[Saved data entries]
impl BatchParser {
    pub fn new() -> Self {
        Self {
            state: ParserState::ExpectHeaderOrLabel,
            header: BatchHeader::default(),
            block: None,
            outcome: BatchParseOutcome::default(),
        }
    }

    pub fn state(&self) -> ParserState {
        self.state
    }

    pub fn header(&self) -> &BatchHeader {
        &self.header
    }

    /// Process one line. `line_no` is 1-based.
    pub fn feed_line(&mut self, line_no: usize, raw: &str) {
        self.outcome.lines_read = self.outcome.lines_read.max(line_no);

        match classify(raw) {
            Line::Blank | Line::Comment => {},
            Line::Score(text) => self.update_header(line_no, raw, '!', text, |header, text| {
                let score = parse_score(text).map_err(|e| LineErrorKind::InvalidScore(e.to_string()))?;
                Ok(BatchHeader {
                    score: Some(score),
                    ..header.clone()
                })
            }),
            Line::Species(text) => self.update_header(line_no, raw, '@', text, |header, text| {
                let species = Species::from_name(text)
                    .map_err(|_| LineErrorKind::UnknownSpecies(text.to_string()))?;
                Ok(BatchHeader {
                    species: Some(species),
                    ..header.clone()
                })
            }),
            Line::GeneIdType(text) => self.update_header(line_no, raw, '%', text, |header, text| {
                Ok(BatchHeader {
                    gene_id_type: Some(parse_source_identifier(text)?),
                    ..header.clone()
                })
            }),
            Line::Pubmed(text) => self.update_header(line_no, raw, 'P', text, |header, text| {
                if !text.chars().all(|c| c.is_ascii_digit()) {
                    return Err(LineErrorKind::InvalidPubmedId(text.to_string()));
                }
                Ok(BatchHeader {
                    pubmed_id: Some(text.to_string()),
                    ..header.clone()
                })
            }),
            Line::Access(text) => self.update_header(line_no, raw, 'A', text, |header, text| {
                let access = text
                    .parse::<GenesetAccess>()
                    .map_err(|_| LineErrorKind::InvalidAccess(text.to_string()))?;
                Ok(BatchHeader {
                    access: Some(access),
                    ..header.clone()
                })
            }),
            Line::Label(label) => self.open_block(line_no, label),
            Line::Name(text) => self.add_metadata(line_no, raw, '=', text),
            Line::Description(text) => self.add_metadata(line_no, raw, '+', text),
            Line::Data(text) => self.add_value(line_no, raw, text),
        }
    }

    /// Close the last geneset and return everything collected.
    pub fn finish(mut self) -> BatchParseOutcome {
        self.flush();
        tracing::debug!(
            genesets = self.outcome.genesets.len(),
            line_errors = self.outcome.line_errors.len(),
            block_errors = self.outcome.block_errors.len(),
            "Batch parse finished"
        );
        self.outcome
    }

    fn update_header<F>(&mut self, line_no: usize, raw: &str, sigil: char, text: &str, apply: F)
    where
        F: FnOnce(&BatchHeader, &str) -> Result<BatchHeader, LineErrorKind>,
    {
        if text.is_empty() {
            return self.reject(line_no, raw, LineErrorKind::EmptyValue(sigil));
        }

        match apply(&self.header, text) {
            Ok(header) => {
                self.header = header;
                if self.state == ParserState::InBlockData {
                    self.state = ParserState::ExpectHeaderOrLabel;
                }
            },
            Err(kind) => self.reject(line_no, raw, kind),
        }
    }

    fn open_block(&mut self, line_no: usize, label: &str) {
        self.flush();
        self.block = Some(OpenBlock::new(label, line_no, self.header.clone()));
        self.state = ParserState::InBlockMetadata;
    }

    fn add_metadata(&mut self, line_no: usize, raw: &str, sigil: char, text: &str) {
        if self.block.is_none() {
            return self.reject(line_no, raw, LineErrorKind::MetadataOutsideBlock(sigil));
        }
        if self.state != ParserState::InBlockMetadata {
            return self.reject(line_no, raw, LineErrorKind::MetadataAfterData(sigil));
        }
        if sigil == '=' && text.is_empty() {
            return self.reject(line_no, raw, LineErrorKind::EmptyValue(sigil));
        }

        if let Some(block) = self.block.as_mut() {
            if sigil == '=' {
                block.name.push(text.to_string());
            } else if !text.is_empty() {
                block.description.push(text.to_string());
            }
        }
    }

    fn add_value(&mut self, line_no: usize, raw: &str, text: &str) {
        let parsed = parse_gene_value(text);

        if self.block.is_none() || self.state == ParserState::ExpectHeaderOrLabel {
            // Report the shape problem first when the line is not a value either
            let kind = parsed.err().unwrap_or(LineErrorKind::DataOutsideBlock);
            return self.reject(line_no, raw, kind);
        }

        match parsed {
            Ok(value) => {
                if let Some(block) = self.block.as_mut() {
                    block.values.push(value);
                }
                self.state = ParserState::InBlockData;
            },
            Err(kind) => self.reject(line_no, raw, kind),
        }
    }

    fn flush(&mut self) {
        let Some(block) = self.block.take() else {
            return;
        };

        match block.close() {
            Ok(geneset) => self.outcome.genesets.push(geneset),
            Err(errors) => {
                for error in &errors {
                    tracing::debug!(error = %error, "Dropping incomplete batch geneset");
                }
                self.outcome.block_errors.extend(errors);
            },
        }
    }

    fn reject(&mut self, line: usize, raw: &str, kind: LineErrorKind) {
        tracing::debug!(line, state = %self.state, error = %kind, "Skipping malformed batch line");
        self.outcome.line_errors.push(ParseLineError {
            line,
            state: self.state,
            text: raw.trim().to_string(),
            kind,
        });
    }
}

/// Parse a whole batch file.
pub fn parse_batch(contents: &str) -> BatchParseOutcome {
    let mut parser = BatchParser::new();
    for (index, line) in split_lines(contents).enumerate() {
        parser.feed_line(index + 1, line);
    }
    parser.finish()
}

#[cfg(test)]
#[allow(clippy::unwrap_used)]
mod tests {
    use super::*;
    use crate::types::ScoreType;
    use proptest::prelude::*;

    const HEADER: &str = "! P-Value < 0.001\n@ Mus musculus\n% microarray Mouse Expression Array 430 Set\nP 19958391\nA Private\n";

    #[test]
    fn test_classify_letter_sigils_need_separator() {
        assert_eq!(classify("P 19958391"), Line::Pubmed("19958391"));
        assert_eq!(classify("A\tPublic"), Line::Access("Public"));
        assert_eq!(classify("Pam\t1"), Line::Data("Pam\t1"));
        assert_eq!(classify("Alas2\t1"), Line::Data("Alas2\t1"));
        assert_eq!(classify("   "), Line::Blank);
        assert_eq!(classify("#P 1"), Line::Comment);
    }

    #[test]
    fn test_parse_gene_value_forms() {
        assert_eq!(
            parse_gene_value("1419895_at  4.62954E-05").unwrap(),
            GeneValue {
                symbol: "1419895_at".into(),
                value: 4.62954e-05
            }
        );
        assert_eq!(parse_gene_value("1460595_at  3.04127e-007").unwrap().value, 3.04127e-7);
        assert_eq!(parse_gene_value("Alas2\t1").unwrap().value, 1.0);
        assert_eq!(parse_gene_value("Gene name\t0.5").unwrap().symbol, "Gene name");
        assert_eq!(parse_gene_value("Alas2"), Err(LineErrorKind::UnrecognizedLine));
        assert_eq!(
            parse_gene_value("Alas2 high"),
            Err(LineErrorKind::InvalidValue("high".into()))
        );
        assert_eq!(
            parse_gene_value("Alas2 inf"),
            Err(LineErrorKind::InvalidValue("inf".into()))
        );
    }

    #[test]
    fn test_split_lines_separators() {
        let lines: Vec<&str> = split_lines("a\r\nb\rc\nd\n").collect();
        assert_eq!(lines, vec!["a", "b", "c", "d"]);
        let lines: Vec<&str> = split_lines("a\n\nb").collect();
        assert_eq!(lines, vec!["a", "", "b"]);
        assert_eq!(split_lines("").count(), 0);
    }

    #[test]
    fn test_single_block() {
        let input = format!(
            "{HEADER}: STR ACTI\n= Striatum correlates\n+ First line.\n+ Second line.\n1419895_at  4.62954E-05\n1427431_at  5.21582E-05\n"
        );
        let outcome = parse_batch(&input);

        assert!(outcome.is_clean(), "{:?}", outcome.line_errors);
        assert_eq!(outcome.genesets.len(), 1);
        let gs = &outcome.genesets[0];
        assert_eq!(gs.label, "STR ACTI");
        assert_eq!(gs.name, "Striatum correlates");
        assert_eq!(gs.description, "First line. Second line.");
        assert_eq!(gs.score.score_type, ScoreType::PValue);
        assert_eq!(gs.score.threshold, 0.001);
        assert_eq!(gs.species, Species::MusMusculus);
        assert_eq!(
            gs.gene_id_type,
            SourceIdentifier::Microarray("Mouse Expression Array 430 Set".into())
        );
        assert_eq!(gs.pubmed_id.as_deref(), Some("19958391"));
        assert_eq!(gs.access, GenesetAccess::Private);
        assert_eq!(gs.values.len(), 2);
        assert_eq!(gs.line, 6);
    }

    #[test]
    fn test_header_change_applies_only_to_later_blocks() {
        let input = format!(
            "{HEADER}: first\n= First\n1419895_at 0.0001\n! Binary\n% Gene Symbol\n: second\n= Second\nAlas2\t1\nPam\t1\n"
        );
        let outcome = parse_batch(&input);

        assert!(outcome.is_clean(), "{:?}", outcome.line_errors);
        assert_eq!(outcome.genesets.len(), 2);
        assert_eq!(outcome.genesets[0].score.score_type, ScoreType::PValue);
        assert!(matches!(
            outcome.genesets[0].gene_id_type,
            SourceIdentifier::Microarray(_)
        ));
        assert_eq!(outcome.genesets[1].score.score_type, ScoreType::Binary);
        assert_eq!(
            outcome.genesets[1].gene_id_type,
            SourceIdentifier::Gene(GeneIdentifier::GeneSymbol)
        );
        assert_eq!(outcome.genesets[1].pubmed_id.as_deref(), Some("19958391"));
        assert_eq!(outcome.genesets[1].values[1].symbol, "Pam");
    }

    #[test]
    fn test_header_after_label_does_not_touch_open_block() {
        let input = "! Binary\n@ Mus musculus\n% Gene Symbol\n: a\n@ Homo sapiens\n= A\nAlas2\t1\n: b\n= B\nAlas2\t1\n";
        let outcome = parse_batch(input);

        assert_eq!(outcome.genesets[0].species, Species::MusMusculus);
        assert_eq!(outcome.genesets[1].species, Species::HomoSapiens);
    }

    #[test]
    fn test_carriage_return_file_matches_newline_file() {
        let input = format!("{HEADER}: a\n= A\n+ desc\n1419895_at  4.62954E-05\n");
        let cr = input.replace('\n', "\r");
        let crlf = input.replace('\n', "\r\n");

        let expected = parse_batch(&input);
        assert_eq!(parse_batch(&cr), expected);
        assert_eq!(parse_batch(&crlf), expected);
    }

    #[test]
    fn test_malformed_lines_are_recoverable() {
        let input = format!("{HEADER}: a\n= A\nAlas2\tnot-a-number\nAlas2 1\njunk\nPam 2\n");
        let outcome = parse_batch(&input);

        assert_eq!(outcome.genesets.len(), 1);
        assert_eq!(outcome.genesets[0].values.len(), 2);
        assert_eq!(outcome.line_errors.len(), 2);
        assert_eq!(outcome.line_errors[0].line, 8);
        assert_eq!(outcome.line_errors[0].state, ParserState::InBlockMetadata);
        assert_eq!(
            outcome.line_errors[0].kind,
            LineErrorKind::InvalidValue("not-a-number".into())
        );
        assert_eq!(outcome.line_errors[1].line, 10);
        assert_eq!(outcome.line_errors[1].state, ParserState::InBlockData);
        assert_eq!(outcome.line_errors[1].kind, LineErrorKind::UnrecognizedLine);
    }

    #[test]
    fn test_state_errors() {
        let input = "= Orphan name\nAlas2\t1\n! Binary\n@ Mus musculus\n% Gene Symbol\n: a\n= A\nAlas2\t1\n+ late description\n! P-Value < 0.05\nPam\t1\n";
        let outcome = parse_batch(input);
        let kinds: Vec<&LineErrorKind> = outcome.line_errors.iter().map(|e| &e.kind).collect();

        assert_eq!(
            kinds,
            vec![
                &LineErrorKind::MetadataOutsideBlock('='),
                &LineErrorKind::DataOutsideBlock,
                &LineErrorKind::MetadataAfterData('+'),
                &LineErrorKind::DataOutsideBlock,
            ]
        );
        assert_eq!(outcome.genesets.len(), 1);
        assert_eq!(outcome.genesets[0].values.len(), 1);
    }

    #[test]
    fn test_incomplete_blocks_are_dropped() {
        let input = "@ Mus musculus\n: no-score\n= Missing score\nAlas2\t1\n! Binary\n% Gene Symbol\n: no-name\nAlas2\t1\n: empty\n= Empty\n";
        let outcome = parse_batch(input);

        assert!(outcome.genesets.is_empty());
        assert_eq!(outcome.block_errors.len(), 3);
        assert!(matches!(
            &outcome.block_errors[0],
            BlockError::MissingHeaders { missing, .. } if missing.len() == 2
        ));
        assert!(matches!(&outcome.block_errors[1], BlockError::MissingName { label, .. } if label == "no-name"));
        assert!(matches!(&outcome.block_errors[2], BlockError::NoValues { line: 9, .. }));
    }

    #[test]
    fn test_invalid_headers_keep_previous_value() {
        let input = "! Binary\n! Fold > 2\n@ Felis catus\n@ Mus musculus\n% Affymetrix\n% Entrez\nP abc\nA Shared\n: a\n= A\n11287\t1\n";
        let outcome = parse_batch(input);

        assert_eq!(outcome.line_errors.len(), 5);
        let gs = &outcome.genesets[0];
        assert_eq!(gs.score.score_type, ScoreType::Binary);
        assert_eq!(gs.gene_id_type, SourceIdentifier::Gene(GeneIdentifier::Entrez));
        assert_eq!(gs.pubmed_id, None);
        assert_eq!(gs.access, GenesetAccess::Private);
    }

    #[test]
    fn test_messages_include_line_numbers() {
        let outcome = parse_batch("junk\n");
        let messages = outcome.messages();

        assert!(messages.has_errors());
        assert!(messages.user_messages[0].message.starts_with("line 1:"));
        assert_eq!(messages.system_messages.len(), 1);
    }

    #[test]
    fn test_parser_state_transitions() {
        let mut parser = BatchParser::new();
        assert_eq!(parser.state(), ParserState::ExpectHeaderOrLabel);
        parser.feed_line(1, ": a");
        assert_eq!(parser.state(), ParserState::InBlockMetadata);
        parser.feed_line(2, "Alas2\t1");
        assert_eq!(parser.state(), ParserState::InBlockData);
        parser.feed_line(3, "@ Homo sapiens");
        assert_eq!(parser.state(), ParserState::ExpectHeaderOrLabel);
        assert_eq!(parser.header().species, Some(Species::HomoSapiens));
    }

    proptest! {
        #[test]
        fn prop_parser_never_panics_and_reports_real_lines(input in "[!@%:=+#PA a-z0-9.\\-\t\r\n]{0,400}") {
            let outcome = parse_batch(&input);
            let line_count = split_lines(&input).count();
            for error in &outcome.line_errors {
                prop_assert!(error.line >= 1 && error.line <= line_count);
            }
            for gs in &outcome.genesets {
                prop_assert!(!gs.values.is_empty());
                prop_assert!(!gs.name.is_empty());
            }
        }
    }
}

• _Task directions_
The reply should be nothing but the number of lines in the entries that include "crlf".

• _Written answer_
2